*** Opening RECORD EXTRACTS ***

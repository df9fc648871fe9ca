//! RDF serialization formats
//!
//! Supports:
//! - Turtle (`text/turtle`)
//! - JSON-LD (`application/ld+json`, also accepted as `application/json`)
//! - N-Triples (`application/n-triples`)

mod jsonld;
mod turtle;

pub use jsonld::{JsonLdParserWrapper, JsonLdSerializerWrapper};
pub use turtle::{NTriplesParserWrapper, NTriplesSerializerWrapper, TurtleParserWrapper, TurtleSerializerWrapper};

use super::Triple;
use thiserror::Error;

pub const TURTLE: &str = "text/turtle";
pub const JSON_LD: &str = "application/ld+json";
pub const JSON: &str = "application/json";
pub const N_TRIPLES: &str = "application/n-triples";

/// RDF serialization format
#[derive(Debug, Clone, Copy, PartialEq, Eq, Hash)]
pub enum RdfFormat {
    /// Turtle format (.ttl)
    Turtle,
    /// JSON-LD format (.jsonld)
    JsonLd,
    /// N-Triples format (.nt)
    NTriples,
}

impl RdfFormat {
    /// Formats in server preference order
    pub const ALL: [RdfFormat; 3] = [RdfFormat::Turtle, RdfFormat::JsonLd, RdfFormat::NTriples];

    /// Media type written in `Content-Type`
    pub fn media_type(&self) -> &'static str {
        match self {
            RdfFormat::Turtle => TURTLE,
            RdfFormat::JsonLd => JSON_LD,
            RdfFormat::NTriples => N_TRIPLES,
        }
    }

    /// Map a media type essence (no parameters) to a format
    pub fn from_media_type(essence: &str) -> Option<Self> {
        match essence.trim().to_ascii_lowercase().as_str() {
            TURTLE => Some(RdfFormat::Turtle),
            JSON_LD | JSON => Some(RdfFormat::JsonLd),
            N_TRIPLES => Some(RdfFormat::NTriples),
            _ => None,
        }
    }

    /// Comma separated list for `Accept-Post`
    pub fn accept_post() -> String {
        [TURTLE, JSON_LD, JSON, N_TRIPLES].join(", ")
    }
}

/// Parse errors
#[derive(Error, Debug)]
pub enum ParseError {
    /// Syntax error
    #[error("Parse error: {0}")]
    Parse(String),

    /// Invalid base IRI
    #[error("Invalid base IRI {0}: {1}")]
    InvalidBase(String, String),

    /// Body is not UTF-8
    #[error("Body is not valid UTF-8")]
    Encoding(#[from] std::str::Utf8Error),

    /// Construct the parser understands but does not support
    #[error("Unsupported construct: {0}")]
    Unsupported(String),
}

pub type ParseResult<T> = Result<T, ParseError>;

/// Serialization errors
#[derive(Error, Debug)]
pub enum SerializeError {
    /// IO error
    #[error("IO error: {0}")]
    Io(#[from] std::io::Error),

    /// Serialization error
    #[error("Serialization error: {0}")]
    Serialize(String),
}

pub type SerializeResult<T> = Result<T, SerializeError>;

/// RDF parser
pub struct RdfParser;

impl RdfParser {
    /// Parse a request body, resolving relative IRIs against `base_iri`
    pub fn parse(input: &[u8], format: RdfFormat, base_iri: &str) -> ParseResult<Vec<Triple>> {
        let text = std::str::from_utf8(input)?;
        match format {
            RdfFormat::Turtle => TurtleParserWrapper::parse(text, Some(base_iri)),
            RdfFormat::JsonLd => JsonLdParserWrapper::parse(text, Some(base_iri)),
            RdfFormat::NTriples => NTriplesParserWrapper::parse(text),
        }
    }
}

/// RDF serializer
pub struct RdfSerializer;

impl RdfSerializer {
    /// Serialize triples to a string
    pub fn serialize(triples: &[Triple], format: RdfFormat) -> SerializeResult<String> {
        match format {
            RdfFormat::Turtle => TurtleSerializerWrapper::serialize(triples),
            RdfFormat::JsonLd => JsonLdSerializerWrapper::serialize(triples),
            RdfFormat::NTriples => NTriplesSerializerWrapper::serialize(triples),
        }
    }
}
//! Server configuration
//!
//! Loaded from an optional YAML file, then overridden from the environment.
//! The public base URIs are derived from the result: `app_base` is the
//! scheme/host/port the server is reachable under, `ldp_base` is the root
//! container (app base plus the context path).

use oxiri::Iri;
use serde::{Deserialize, Serialize};
use std::path::{Path, PathBuf};
use thiserror::Error;

/// Configuration errors
#[derive(Error, Debug)]
pub enum ConfigError {
    #[error("Failed to read config file: {0}")]
    Io(#[from] std::io::Error),

    #[error("Invalid YAML config: {0}")]
    Yaml(#[from] serde_yaml::Error),

    #[error("Invalid base URI {0}: {1}")]
    InvalidBase(String, String),

    #[error("Invalid port: {0}")]
    InvalidPort(String),
}

pub type ConfigResult<T> = Result<T, ConfigError>;

/// Server configuration
#[derive(Debug, Clone, PartialEq, Serialize, Deserialize)]
#[serde(default)]
pub struct ServerConfig {
    /// Bind address
    pub listen_host: String,
    /// Bind port
    pub listen_port: u16,
    /// Public scheme
    pub scheme: String,
    /// Public host name
    pub host: String,
    /// Public port (None = listen port)
    pub port: Option<u16>,
    /// Path of the root container
    pub context: String,
    /// Explicit root container URI, overriding scheme/host/port/context
    pub ldp_base: Option<String>,
    /// RocksDB directory (None = in-memory only)
    pub data_path: Option<PathBuf>,
    /// Path of the constraints document
    pub constraints_path: String,
}

impl Default for ServerConfig {
    fn default() -> Self {
        Self {
            listen_host: "0.0.0.0".to_string(),
            listen_port: 3000,
            scheme: "http".to_string(),
            host: "localhost".to_string(),
            port: None,
            context: "/r/".to_string(),
            ldp_base: None,
            data_path: None,
            constraints_path: "/constraints".to_string(),
        }
    }
}

fn add_slash(mut s: String) -> String {
    if !s.ends_with('/') {
        s.push('/');
    }
    s
}

fn parse_port(value: &str) -> ConfigResult<u16> {
    value
        .trim()
        .parse()
        .map_err(|_| ConfigError::InvalidPort(value.to_string()))
}

impl ServerConfig {
    /// Read a YAML config file; missing keys take their defaults
    pub fn load(path: impl AsRef<Path>) -> ConfigResult<Self> {
        let text = std::fs::read_to_string(path)?;
        Ok(serde_yaml::from_str(&text)?)
    }

    /// Apply `LDP_*` / `PORT` overrides from the process environment
    pub fn with_env_overrides(mut self) -> ConfigResult<Self> {
        self.apply_overrides(|key| std::env::var(key).ok())?;
        Ok(self)
    }

    /// Apply overrides from an arbitrary variable lookup
    pub fn apply_overrides(&mut self, lookup: impl Fn(&str) -> Option<String>) -> ConfigResult<()> {
        if let Some(base) = lookup("LDP_BASE") {
            self.ldp_base = Some(base);
        }
        if let Some(host) = lookup("LDP_LISTEN_HOST") {
            self.listen_host = host;
        }
        if let Some(port) = lookup("LDP_LISTEN_PORT").or_else(|| lookup("PORT")) {
            self.listen_port = parse_port(&port)?;
        }
        if let Some(host) = lookup("LDP_HOST") {
            self.host = host;
        }
        if let Some(path) = lookup("LDP_DATA_PATH") {
            self.data_path = Some(PathBuf::from(path));
        }
        Ok(())
    }

    /// Socket address to bind
    pub fn listen_addr(&self) -> String {
        format!("{}:{}", self.listen_host, self.listen_port)
    }

    fn public_port(&self) -> u16 {
        self.port.unwrap_or(self.listen_port)
    }

    fn explicit_base(&self) -> ConfigResult<Option<Iri<String>>> {
        self.ldp_base
            .as_ref()
            .map(|base| {
                Iri::parse(add_slash(base.clone())).map_err(|e| ConfigError::InvalidBase(base.clone(), e.to_string()))
            })
            .transpose()
    }

    /// Scheme, host and (non-default) port, without a trailing slash
    pub fn app_base(&self) -> ConfigResult<String> {
        if let Some(base) = self.explicit_base()? {
            let authority = base.authority().unwrap_or_default();
            return Ok(format!("{}://{}", base.scheme(), authority));
        }

        let port = self.public_port();
        let default_port = matches!((self.scheme.as_str(), port), ("http", 80) | ("https", 443));
        let app_base = if default_port {
            format!("{}://{}", self.scheme, self.host)
        } else {
            format!("{}://{}:{}", self.scheme, self.host, port)
        };
        Iri::parse(app_base.clone()).map_err(|e| ConfigError::InvalidBase(app_base.clone(), e.to_string()))?;
        Ok(app_base)
    }

    /// Path of the root container, with leading and trailing slash
    pub fn context_path(&self) -> ConfigResult<String> {
        if let Some(base) = self.explicit_base()? {
            return Ok(base.path().to_string());
        }
        let context = self.context.trim_matches('/');
        if context.is_empty() {
            Ok("/".to_string())
        } else {
            Ok(format!("/{}/", context))
        }
    }

    /// URI of the root container
    pub fn ldp_base(&self) -> ConfigResult<String> {
        Ok(format!("{}{}", self.app_base()?, self.context_path()?))
    }

    /// URI of the constraints document
    pub fn constraints_uri(&self) -> ConfigResult<String> {
        Ok(format!("{}{}", self.app_base()?, self.constraints_path))
    }
}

*** Closing RECORD EXTRACTS ***

Which lines of the records contain the word "JsonLdParserWrapper"? Copy each of them.

pub use jsonld::{JsonLdParserWrapper, JsonLdSerializerWrapper};
            RdfFormat::JsonLd => JsonLdParserWrapper::parse(text, Some(base_iri)),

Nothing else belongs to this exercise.